- **Material shown**
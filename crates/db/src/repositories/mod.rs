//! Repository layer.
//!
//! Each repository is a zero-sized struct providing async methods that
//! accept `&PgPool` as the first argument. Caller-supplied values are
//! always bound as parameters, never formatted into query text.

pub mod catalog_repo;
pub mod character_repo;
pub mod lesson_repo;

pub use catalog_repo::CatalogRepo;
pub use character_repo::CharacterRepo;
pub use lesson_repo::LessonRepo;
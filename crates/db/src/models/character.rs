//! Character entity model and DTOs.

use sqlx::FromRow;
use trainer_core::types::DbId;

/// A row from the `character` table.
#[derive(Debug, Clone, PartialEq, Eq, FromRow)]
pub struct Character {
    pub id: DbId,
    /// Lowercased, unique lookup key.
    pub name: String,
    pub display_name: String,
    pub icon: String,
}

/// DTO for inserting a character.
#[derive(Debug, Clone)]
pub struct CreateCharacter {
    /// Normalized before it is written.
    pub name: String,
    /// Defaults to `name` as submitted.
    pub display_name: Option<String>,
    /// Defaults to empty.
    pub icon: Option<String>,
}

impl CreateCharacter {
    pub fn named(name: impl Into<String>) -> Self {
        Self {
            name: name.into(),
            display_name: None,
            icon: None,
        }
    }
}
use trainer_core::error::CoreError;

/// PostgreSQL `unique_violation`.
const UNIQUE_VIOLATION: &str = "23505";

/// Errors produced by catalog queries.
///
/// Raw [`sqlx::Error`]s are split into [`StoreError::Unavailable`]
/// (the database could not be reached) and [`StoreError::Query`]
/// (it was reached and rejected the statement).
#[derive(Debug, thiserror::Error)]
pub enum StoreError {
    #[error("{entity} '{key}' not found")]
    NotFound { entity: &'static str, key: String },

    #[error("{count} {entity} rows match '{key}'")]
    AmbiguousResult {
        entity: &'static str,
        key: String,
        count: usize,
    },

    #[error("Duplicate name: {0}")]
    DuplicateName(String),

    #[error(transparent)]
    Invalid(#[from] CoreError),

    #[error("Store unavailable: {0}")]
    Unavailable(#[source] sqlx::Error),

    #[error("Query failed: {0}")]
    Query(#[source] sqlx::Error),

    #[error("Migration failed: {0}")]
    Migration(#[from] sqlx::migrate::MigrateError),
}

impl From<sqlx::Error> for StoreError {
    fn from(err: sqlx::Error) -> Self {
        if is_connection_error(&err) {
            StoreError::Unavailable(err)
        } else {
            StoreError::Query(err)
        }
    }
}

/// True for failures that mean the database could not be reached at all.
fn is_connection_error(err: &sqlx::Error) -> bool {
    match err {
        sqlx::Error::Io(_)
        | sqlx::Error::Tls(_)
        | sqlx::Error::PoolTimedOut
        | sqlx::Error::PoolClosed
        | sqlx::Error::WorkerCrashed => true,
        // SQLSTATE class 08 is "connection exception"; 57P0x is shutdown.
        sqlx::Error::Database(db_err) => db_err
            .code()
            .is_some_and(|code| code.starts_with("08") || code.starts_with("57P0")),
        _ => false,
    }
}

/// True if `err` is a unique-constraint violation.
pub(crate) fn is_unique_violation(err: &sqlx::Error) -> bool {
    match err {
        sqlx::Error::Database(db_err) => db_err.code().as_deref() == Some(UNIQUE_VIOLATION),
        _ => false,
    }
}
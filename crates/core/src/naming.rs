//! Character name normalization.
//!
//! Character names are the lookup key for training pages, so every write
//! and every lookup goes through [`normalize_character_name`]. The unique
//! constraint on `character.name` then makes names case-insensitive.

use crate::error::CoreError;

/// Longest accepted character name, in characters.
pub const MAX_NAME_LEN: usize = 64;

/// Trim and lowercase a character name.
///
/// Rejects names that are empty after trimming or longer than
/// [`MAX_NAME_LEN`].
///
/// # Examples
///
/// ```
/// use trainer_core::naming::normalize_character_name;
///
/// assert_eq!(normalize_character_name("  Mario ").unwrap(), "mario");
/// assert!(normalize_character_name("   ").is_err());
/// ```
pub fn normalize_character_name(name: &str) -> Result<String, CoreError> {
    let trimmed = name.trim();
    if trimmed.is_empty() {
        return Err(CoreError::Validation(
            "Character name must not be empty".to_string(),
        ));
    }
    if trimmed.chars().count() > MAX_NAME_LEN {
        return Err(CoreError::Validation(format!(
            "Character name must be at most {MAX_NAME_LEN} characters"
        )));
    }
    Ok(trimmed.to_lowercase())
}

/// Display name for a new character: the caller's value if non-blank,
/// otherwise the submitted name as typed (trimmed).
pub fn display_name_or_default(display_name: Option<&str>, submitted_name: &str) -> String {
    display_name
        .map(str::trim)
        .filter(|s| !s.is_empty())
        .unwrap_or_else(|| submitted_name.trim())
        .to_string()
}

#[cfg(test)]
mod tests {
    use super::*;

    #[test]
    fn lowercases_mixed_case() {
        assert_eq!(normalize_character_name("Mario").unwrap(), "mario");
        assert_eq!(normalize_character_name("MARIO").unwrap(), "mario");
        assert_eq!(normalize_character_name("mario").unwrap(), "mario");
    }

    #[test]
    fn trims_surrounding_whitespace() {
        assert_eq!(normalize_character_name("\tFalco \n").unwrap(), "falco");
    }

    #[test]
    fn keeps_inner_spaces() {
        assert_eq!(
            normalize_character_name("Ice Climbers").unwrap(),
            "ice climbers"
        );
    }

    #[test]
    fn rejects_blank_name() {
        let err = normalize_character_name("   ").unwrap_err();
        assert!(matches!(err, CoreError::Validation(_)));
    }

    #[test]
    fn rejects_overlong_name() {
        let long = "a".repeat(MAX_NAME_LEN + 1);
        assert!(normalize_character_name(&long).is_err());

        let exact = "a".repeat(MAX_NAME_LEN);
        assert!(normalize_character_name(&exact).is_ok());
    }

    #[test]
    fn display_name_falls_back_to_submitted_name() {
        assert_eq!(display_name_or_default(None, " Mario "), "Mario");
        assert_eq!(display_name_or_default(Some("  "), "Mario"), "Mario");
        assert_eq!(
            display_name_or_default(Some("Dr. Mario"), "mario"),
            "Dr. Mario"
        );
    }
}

- **Problem requirements**
Word for word, write out all of the entries.

- **Task solution**
filename crates/db/src/repositories/mod.rs
//! Repository layer.
//!
//! Each repository is a zero-sized struct providing async methods that
//! accept `&PgPool` as the first argument. Caller-supplied values are
//! always bound as parameters, never formatted into query text.

pub mod catalog_repo;
pub mod character_repo;
pub mod lesson_repo;

pub use catalog_repo::CatalogRepo;
pub use character_repo::CharacterRepo;
pub use lesson_repo::LessonRepo;
filename crates/db/src/models/character.rs
//! Character entity model and DTOs.

use sqlx::FromRow;
use trainer_core::types::DbId;

/// A row from the `character` table.
#[derive(Debug, Clone, PartialEq, Eq, FromRow)]
pub struct Character {
    pub id: DbId,
    /// Lowercased, unique lookup key.
    pub name: String,
    pub display_name: String,
    pub icon: String,
}

/// DTO for inserting a character.
#[derive(Debug, Clone)]
pub struct CreateCharacter {
    /// Normalized before it is written.
    pub name: String,
    /// Defaults to `name` as submitted.
    pub display_name: Option<String>,
    /// Defaults to empty.
    pub icon: Option<String>,
}

impl CreateCharacter {
    pub fn named(name: impl Into<String>) -> Self {
        Self {
            name: name.into(),
            display_name: None,
            icon: None,
        }
    }
}
use trainer_core::error::CoreError;

/// PostgreSQL `unique_violation`.
const UNIQUE_VIOLATION: &str = "23505";

/// Errors produced by catalog queries.
///
/// Raw [`sqlx::Error`]s are split into [`StoreError::Unavailable`]
/// (the database could not be reached) and [`StoreError::Query`]
/// (it was reached and rejected the statement).
#[derive(Debug, thiserror::Error)]
pub enum StoreError {
    #[error("{entity} '{key}' not found")]
    NotFound { entity: &'static str, key: String },

    #[error("{count} {entity} rows match '{key}'")]
    AmbiguousResult {
        entity: &'static str,
        key: String,
        count: usize,
    },

    #[error("Duplicate name: {0}")]
    DuplicateName(String),

    #[error(transparent)]
    Invalid(#[from] CoreError),

    #[error("Store unavailable: {0}")]
    Unavailable(#[source] sqlx::Error),

    #[error("Query failed: {0}")]
    Query(#[source] sqlx::Error),

    #[error("Migration failed: {0}")]
    Migration(#[from] sqlx::migrate::MigrateError),
}

impl From<sqlx::Error> for StoreError {
    fn from(err: sqlx::Error) -> Self {
        if is_connection_error(&err) {
            StoreError::Unavailable(err)
        } else {
            StoreError::Query(err)
        }
    }
}

/// True for failures that mean the database could not be reached at all.
fn is_connection_error(err: &sqlx::Error) -> bool {
    match err {
        sqlx::Error::Io(_)
        | sqlx::Error::Tls(_)
        | sqlx::Error::PoolTimedOut
        | sqlx::Error::PoolClosed
        | sqlx::Error::WorkerCrashed => true,
        // SQLSTATE class 08 is "connection exception"; 57P0x is shutdown.
        sqlx::Error::Database(db_err) => db_err
            .code()
            .is_some_and(|code| code.starts_with("08") || code.starts_with("57P0")),
        _ => false,
    }
}

/// True if `err` is a unique-constraint violation.
pub(crate) fn is_unique_violation(err: &sqlx::Error) -> bool {
    match err {
        sqlx::Error::Database(db_err) => db_err.code().as_deref() == Some(UNIQUE_VIOLATION),
        _ => false,
    }
}
filename crates/core/src/naming.rs
//! Character name normalization.
//!
//! Character names are the lookup key for training pages, so every write
//! and every lookup goes through [`normalize_character_name`]. The unique
//! constraint on `character.name` then makes names case-insensitive.

use crate::error::CoreError;

/// Longest accepted character name, in characters.
pub const MAX_NAME_LEN: usize = 64;

/// Trim and lowercase a character name.
///
/// Rejects names that are empty after trimming or longer than
/// [`MAX_NAME_LEN`].
///
/// # Examples
///
/// ```
/// use trainer_core::naming::normalize_character_name;
///
/// assert_eq!(normalize_character_name("  Mario ").unwrap(), "mario");
/// assert!(normalize_character_name("   ").is_err());
/// ```
pub fn normalize_character_name(name: &str) -> Result<String, CoreError> {
    let trimmed = name.trim();
    if trimmed.is_empty() {
        return Err(CoreError::Validation(
            "Character name must not be empty".to_string(),
        ));
    }
    if trimmed.chars().count() > MAX_NAME_LEN {
        return Err(CoreError::Validation(format!(
            "Character name must be at most {MAX_NAME_LEN} characters"
        )));
    }
    Ok(trimmed.to_lowercase())
}

/// Display name for a new character: the caller's value if non-blank,
/// otherwise the submitted name as typed (trimmed).
pub fn display_name_or_default(display_name: Option<&str>, submitted_name: &str) -> String {
    display_name
        .map(str::trim)
        .filter(|s| !s.is_empty())
        .unwrap_or_else(|| submitted_name.trim())
        .to_string()
}

#[cfg(test)]
mod tests {
    use super::*;

    #[test]
    fn lowercases_mixed_case() {
        assert_eq!(normalize_character_name("Mario").unwrap(), "mario");
        assert_eq!(normalize_character_name("MARIO").unwrap(), "mario");
        assert_eq!(normalize_character_name("mario").unwrap(), "mario");
    }

    #[test]
    fn trims_surrounding_whitespace() {
        assert_eq!(normalize_character_name("\tFalco \n").unwrap(), "falco");
    }

    #[test]
    fn keeps_inner_spaces() {
        assert_eq!(
            normalize_character_name("Ice Climbers").unwrap(),
            "ice climbers"
        );
    }

    #[test]
    fn rejects_blank_name() {
        let err = normalize_character_name("   ").unwrap_err();
        assert!(matches!(err, CoreError::Validation(_)));
    }

    #[test]
    fn rejects_overlong_name() {
        let long = "a".repeat(MAX_NAME_LEN + 1);
        assert!(normalize_character_name(&long).is_err());

        let exact = "a".repeat(MAX_NAME_LEN);
        assert!(normalize_character_name(&exact).is_ok());
    }

    #[test]
    fn display_name_falls_back_to_submitted_name() {
        assert_eq!(display_name_or_default(None, " Mario "), "Mario");
        assert_eq!(display_name_or_default(Some("  "), "Mario"), "Mario");
        assert_eq!(
            display_name_or_default(Some("Dr. Mario"), "mario"),
            "Dr. Mario"
        );
    }
}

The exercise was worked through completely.